GABA-A and NMDA receptors

Preclinical and clinical research is expanding in the area of reproductive transitions and their impact on GABA^81,102 and glutamate receptors, ¹⁰³ especially considering their role as treatment targets for postpartum and major depression.^104,105 While [¹H]MRS studies in this review explored GABA or glutamate concentrations, these neurometabolites are involved in multiple cellular processes, and their concentrations scale with metabolic activity. ⁴⁰ PET studies are needed for direct insights into glutamatergic and GABAergic receptor activity. The lack of studies examining reproductive transition effects on glutamate NMDA or GABA-A receptors, despite available radioligands,^106,107 represents a gap in the research.

Synaptic density

Although none of the reviewed studies employed methods to assess neuroplasticity, the positive impact of E2 on synaptic spine density is well-documented in preclinical research.^108–110 In humans, reproductive transition effects on structural brain plasticity have been confirmed using MRI,^5,111 but PET imaging of synaptic density ¹¹² offers a way to directly study synaptic changes in future research.

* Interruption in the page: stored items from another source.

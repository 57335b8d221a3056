/// Error types for the fallible edges of the game: level files and saves.
/// Moves and hint requests never fail; their outcomes are plain values.

use thiserror::Error;

#[derive(Debug, Error, PartialEq, Eq)]
pub enum LevelError {
    #[error("level has no diagram")]
    Empty,
    #[error("diagram line {line} is {found} wide, expected {expected}")]
    RaggedLine { line: usize, found: usize, expected: usize },
    #[error("diagram must have an odd number of lines of odd width, got {lines}x{width}")]
    BadShape { lines: usize, width: usize },
    #[error("unknown cell '{ch}' at line {line}, column {column}")]
    UnknownCell { ch: char, line: usize, column: usize },
    #[error("level has no start tile 'S'")]
    MissingStart,
    #[error("level has more than one start tile")]
    DuplicateStart,
    #[error("level has no goal tile 'G'")]
    MissingGoal,
    #[error("outer boundary is open at line {line}, column {column}")]
    OpenBoundary { line: usize, column: usize },
    #[error("bad hint point '{token}'")]
    BadHintPoint { token: String },
    #[error("hint point {x},{y} is outside the {width}x{height} grid")]
    HintOutOfBounds { x: usize, y: usize, width: usize, height: usize },
    #[error("hint points {index} and {next} are not adjacent", next = .index + 1)]
    DisjointHint { index: usize },
}

#[derive(Debug, Error)]
pub enum SaveError {
    #[error("could not write {path}: {source}")]
    Write {
        path: String,
        #[source]
        source: std::io::Error,
    },
}
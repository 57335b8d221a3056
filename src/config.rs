/// External configuration loader.
///
/// Reads `config.toml` from the executable's directory (or CWD).
/// Falls back to sensible defaults if the file is missing or incomplete.

use serde::Deserialize;
use std::path::PathBuf;

// ── Public Config Struct ──

#[derive(Clone, Debug)]
pub struct GameConfig {
    pub speed: SpeedConfig,
    pub hints: HintConfig,
    pub levels_dir: PathBuf,
    pub log: LogConfig,
}

#[derive(Clone, Debug, PartialEq, Eq)]
pub struct SpeedConfig {
    pub tick_rate_ms: u64,
    /// Ticks spent on each single-tile step while a move plays out;
    /// 0 plays the whole move within one tick.
    pub step_ticks: u32,
}

#[derive(Clone, Debug, PartialEq, Eq)]
pub struct HintConfig {
    /// Hint currency for a fresh profile.
    pub starting_hints: u32,
    /// Segments revealed per request; 0 = a third of the hint path.
    pub tiles_per_hint: usize,
}

#[derive(Clone, Debug, PartialEq, Eq)]
pub struct LogConfig {
    /// Log file. `None` disables logging (the terminal owns stdout/stderr).
    pub file: Option<PathBuf>,
    pub level: String,
}

// ── TOML Schema (with serde defaults) ──

#[derive(Deserialize, Debug, Default)]
struct TomlConfig {
    #[serde(default)]
    speed: TomlSpeed,
    #[serde(default)]
    hints: TomlHints,
    #[serde(default)]
    general: TomlGeneral,
    #[serde(default)]
    log: TomlLog,
}

#[derive(Deserialize, Debug)]
struct TomlSpeed {
    #[serde(default = "default_tick_rate")]
    tick_rate_ms: u64,
    #[serde(default = "default_step_ticks")]
    step_ticks: u32,
}

#[derive(Deserialize, Debug)]
struct TomlHints {
    #[serde(default = "default_starting_hints")]
    starting_hints: u32,
    #[serde(default)]
    tiles_per_hint: usize,
}

#[derive(Deserialize, Debug)]
struct TomlGeneral {
    #[serde(default = "default_levels_dir")]
    levels_dir: String,
}

#[derive(Deserialize, Debug)]
struct TomlLog {
    #[serde(default)]
    file: String,
    #[serde(default = "default_log_level")]
    level: String,
}

// ── Defaults ──

fn default_tick_rate() -> u64 { 20 }
fn default_step_ticks() -> u32 { 3 }     // ~60ms per tile at 20ms ticks
fn default_starting_hints() -> u32 { 3 }
fn default_levels_dir() -> String { "levels".into() }
fn default_log_level() -> String { "info".into() }

impl Default for TomlSpeed {
    fn default() -> Self {
        TomlSpeed {
            tick_rate_ms: default_tick_rate(),
            step_ticks: default_step_ticks(),
        }
    }
}

impl Default for TomlHints {
    fn default() -> Self {
        TomlHints {
            starting_hints: default_starting_hints(),
            tiles_per_hint: 0,
        }
    }
}

impl Default for TomlGeneral {
    fn default() -> Self {
        TomlGeneral { levels_dir: default_levels_dir() }
    }
}

impl Default for TomlLog {
    fn default() -> Self {
        TomlLog {
            file: String::new(),
            level: default_log_level(),
        }
    }
}

impl Default for GameConfig {
    fn default() -> Self {
        GameConfig::from_toml(TomlConfig::default(), &[])
    }
}

// ── Loading ──

impl GameConfig {
    /// Load config from `config.toml`.
    /// Search order: (1) exe directory, (2) current working directory.
    /// Missing file or missing keys gracefully fall back to defaults.
    pub fn load() -> Self {
        let search_dirs = candidate_dirs();
        let toml_cfg = load_toml(&search_dirs);
        GameConfig::from_toml(toml_cfg, &search_dirs)
    }

    /// Parse config text directly. Relative paths are kept as written.
    pub fn from_toml_str(text: &str) -> Result<Self, toml::de::Error> {
        let toml_cfg = toml::from_str::<TomlConfig>(text)?;
        Ok(GameConfig::from_toml(toml_cfg, &[]))
    }

    fn from_toml(toml_cfg: TomlConfig, search_dirs: &[PathBuf]) -> Self {
        // Resolve levels directory
        let levels_dir_str = &toml_cfg.general.levels_dir;
        let levels_dir = if PathBuf::from(levels_dir_str).is_absolute() {
            PathBuf::from(levels_dir_str)
        } else {
            search_dirs.iter()
                .map(|d| d.join(levels_dir_str))
                .find(|p| p.is_dir())
                .unwrap_or_else(|| PathBuf::from(levels_dir_str))
        };

        let log_file = toml_cfg.log.file.trim();

        GameConfig {
            speed: SpeedConfig {
                tick_rate_ms: toml_cfg.speed.tick_rate_ms.max(1),
                step_ticks: toml_cfg.speed.step_ticks,
            },
            hints: HintConfig {
                starting_hints: toml_cfg.hints.starting_hints,
                tiles_per_hint: toml_cfg.hints.tiles_per_hint,
            },
            levels_dir,
            log: LogConfig {
                file: if log_file.is_empty() { None } else { Some(PathBuf::from(log_file)) },
                level: toml_cfg.log.level,
            },
        }
    }
}

/// Candidate directories to search: exe dir + CWD + system paths (deduplicated).
fn candidate_dirs() -> Vec<PathBuf> {
    let mut dirs = vec![];

    // 1. Directory of the running executable
    if let Ok(exe) = std::env::current_exe() {
        // Resolve symlinks so /usr/bin/trailrunner → /usr/games/trailrunner
        // still finds data relative to the real binary.
        let resolved = exe.canonicalize().unwrap_or(exe);
        if let Some(parent) = resolved.parent() {
            dirs.push(parent.to_path_buf());
        }
    }

    // 2. Current working directory
    if let Ok(cwd) = std::env::current_dir() {
        if !dirs.iter().any(|d| d == &cwd) {
            dirs.push(cwd);
        }
    }

    // 3. XDG data home (~/.local/share/trailrunner)
    if let Ok(home) = std::env::var("HOME") {
        let xdg = PathBuf::from(&home).join(".local/share/trailrunner");
        if xdg.is_dir() && !dirs.iter().any(|d| d == &xdg) {
            dirs.push(xdg);
        }
    }

    // 4. System data directory (/usr/share/trailrunner)
    let sys = PathBuf::from("/usr/share/trailrunner");
    if sys.is_dir() && !dirs.iter().any(|d| d == &sys) {
        dirs.push(sys);
    }

    if dirs.is_empty() {
        dirs.push(PathBuf::from("."));
    }

    dirs
}

/// Search for config.toml in candidate directories.
/// Runs before the terminal and the log file exist, so warnings go to stderr.
fn load_toml(search_dirs: &[PathBuf]) -> TomlConfig {
    for dir in search_dirs {
        let path = dir.join("config.toml");
        if path.exists() {
            match std::fs::read_to_string(&path) {
                Ok(text) => match toml::from_str::<TomlConfig>(&text) {
                    Ok(cfg) => return cfg,
                    Err(e) => {
                        eprintln!("Warning: config.toml parse error: {e}");
                        eprintln!("Using default settings.");
                        return TomlConfig::default();
                    }
                },
                Err(e) => {
                    eprintln!("Warning: could not read {}: {e}", path.display());
                }
            }
        }
    }
    TomlConfig::default()
}
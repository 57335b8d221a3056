/// WorldState: the complete snapshot of a running game.
///
/// One explicit context object owned by the main loop and passed to the
/// step, level and hint functions. Nothing here is global.
///
/// ## Layers
///   - `grid`:  walls, ice and goal as loaded, plus the runtime trail
///     counters and revealed hint flags.
///   - `mover`: token position, movement state and trail ledger.
///   - `hints`: the level's hint path and how much of it is shown.
///
/// Restart clears trails through `mover.reset`; the hint flags on `grid`
/// and the `hints` cursor survive it.

use crate::config::SpeedConfig;
use crate::domain::direction::DirSet;
use crate::domain::grid::{Grid, Pos};
use crate::domain::hint::HintPath;
use crate::domain::movement::Mover;
use crate::sim::level::PackInfo;
use crate::sim::save::Progress;

#[derive(Clone, Copy, PartialEq, Eq, Debug)]
pub enum Phase {
    PackSelect,
    LevelSelect,
    Playing,
    LevelComplete,
    GameComplete,
}

pub struct WorldState {
    // ── Board ──
    pub grid: Grid,
    pub mover: Mover,
    pub hints: HintPath,
    /// Segments shown per hint request.
    pub hint_budget: usize,
    /// Open directions to draw around the idle token.
    pub affordances: DirSet,

    // ── Speed config ──
    pub speed: SpeedConfig,
    /// Ticks left before the next single step of a move.
    pub step_cooldown: u32,

    // ── Packs ──
    pub active_pack: usize,
    pub pack_name: String,
    pub pack_list: Vec<PackInfo>,
    /// Level names of the active pack.
    pub level_names: Vec<String>,
    pub pack_cursor: usize,
    pub select_cursor: usize,

    // ── Meta ──
    pub phase: Phase,
    pub current_level: usize,
    pub total_levels: usize,
    pub level_name: String,
    pub progress: Progress,
    pub tick: u64,

    // ── UI ──
    pub message: String,
    pub message_timer: u32,
}

impl WorldState {
    pub fn new(speed: SpeedConfig, progress: Progress) -> Self {
        WorldState {
            grid: Grid::new(1, 1),
            mover: Mover::new(Pos::new(0, 0)),
            hints: HintPath::default(),
            hint_budget: 1,
            affordances: DirSet::EMPTY,
            speed,
            step_cooldown: 0,
            active_pack: 0,
            pack_name: String::new(),
            pack_list: Vec::new(),
            level_names: Vec::new(),
            pack_cursor: 0,
            select_cursor: 0,
            phase: Phase::LevelSelect,
            current_level: 0,
            total_levels: 0,
            level_name: String::new(),
            progress,
            tick: 0,
            message: String::new(),
            message_timer: 0,
        }
    }

    pub fn set_message(&mut self, msg: &str, duration: u32) {
        self.message = msg.to_string();
        self.message_timer = duration;
    }
}
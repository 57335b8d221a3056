/// Trail Runner: slide a token through a walled maze to the goal.
///
///   - `domain`: grid, directions, trail ledger, movement, hints
///   - `sim`: world state, per-tick stepping, levels, progress
///   - `config`: `config.toml` loading
///   - `logging`, `error`: log file setup and the level/save error types

pub mod config;
pub mod domain;
pub mod error;
pub mod logging;
pub mod sim;
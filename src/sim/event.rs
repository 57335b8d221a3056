/// Events emitted during a simulation step.
/// The presentation layer consumes these for animation and the HUD.

use crate::domain::direction::{DirSet, Direction};
use crate::domain::grid::Pos;

#[derive(Clone, Debug, PartialEq, Eq)]
pub enum GameEvent {
    /// One single-tile step. `undone` when it walked back over the last trail.
    Moved { from: Pos, to: Pos, dir: Direction, undone: bool },
    /// The move stopped at a dead end or crossroad.
    Halted { at: Pos, open: DirSet },
    GoalReached { at: Pos },
    HintRevealed { segments: usize },
    HintNoCurrency,
    HintsExhausted,
    LevelRestarted,
}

Hormone receptors and neurosteroid synthesizing enzymes

Examining hormone receptor density and neurosteroid synthesis can clarify how the brain adapts to ovarian steroid flux. A single study used [¹⁸F]FES to image brain estrogen receptors and found higher distribution volume ratios relative to cerebellar gray matter after menopause. ³⁴ However, future work may require novel tracers ¹¹³ due to low sensitivity of [¹⁸F]FES to detect estrogen receptor specific binding in the brain. ¹¹⁴ Aromatase binding, responsible for brain estrogen synthesis, ¹¹⁵ can also be imaged, ⁸ but no such studies met inclusion criteria for this review. However, a recent study showed that nicotine blocks limbic aromatase binding, ¹¹⁶ highlighting that common psychotropics can impact endogenous brain steroid signaling and potentially shape allostatic adaptations across reproductive transitions.

Neuroimmune activation

Preclinical evidence suggests that ovarian steroids influence the neuroimmune response. ¹¹⁷ However, only one [¹H]MRS study reported myoinositol concentrations, a marker associated with glial cell activity, ⁴⁰ and found no significant menstrual phase effects in the dlPFC. ³² It is important to note that myoinositol is involved in various cellular processes, ⁴⁰ and its changes may not reflect glial activity related to the neuroimmune response. Novel radioligands allow more direct quantification of microglial and astrocyte activation tied to neuroimmune activity. ¹⁵ Although no studies using these methods met the inclusion criteria, one excluded study (due to lack of reproductive staging) observed female-specific, age-related increases in regional TSPO binding, ¹¹⁸ potentially linked to menopause. Understanding how ovarian steroids affect neuroimmune function could provide valuable insights into the increased vulnerability of women to neuropsychiatric and neurodegenerative diseases. ¹¹⁷

Multimodal PET-MRS opportunities

The exposure to ionizing radiation in PET studies imposes constraints on the number of scans that can be performed within a single subject and time period. MRS provides a complementary approach to PET, offering insights into metabolic function and the neurochemical environment without additional radiation exposure.^9,12 For example, one reviewed study used [³¹P]MRS to estimate ATP synthesis alongside [¹⁸F]FDG-PET to measure glucose metabolism, ¹⁰ providing insight into the dissociation between energy production and glucose metabolism in the postmenopausal brain. However, multimodal molecular neuroimaging was utilized in only a handful of the reviewed studies.^10,48,57 Combining these modalities can be especially beneficial in RCTs or longitudinal studies, where the challenge of repeated radiation exposure may limit the feasibility of multimodal PET assessments. Multimodal PET-MRS studies will be instrumental in elucidating the metabolic and neurochemical landscape underlying neuroreceptor changes during reproductive transitions and in response to hormonal treatments.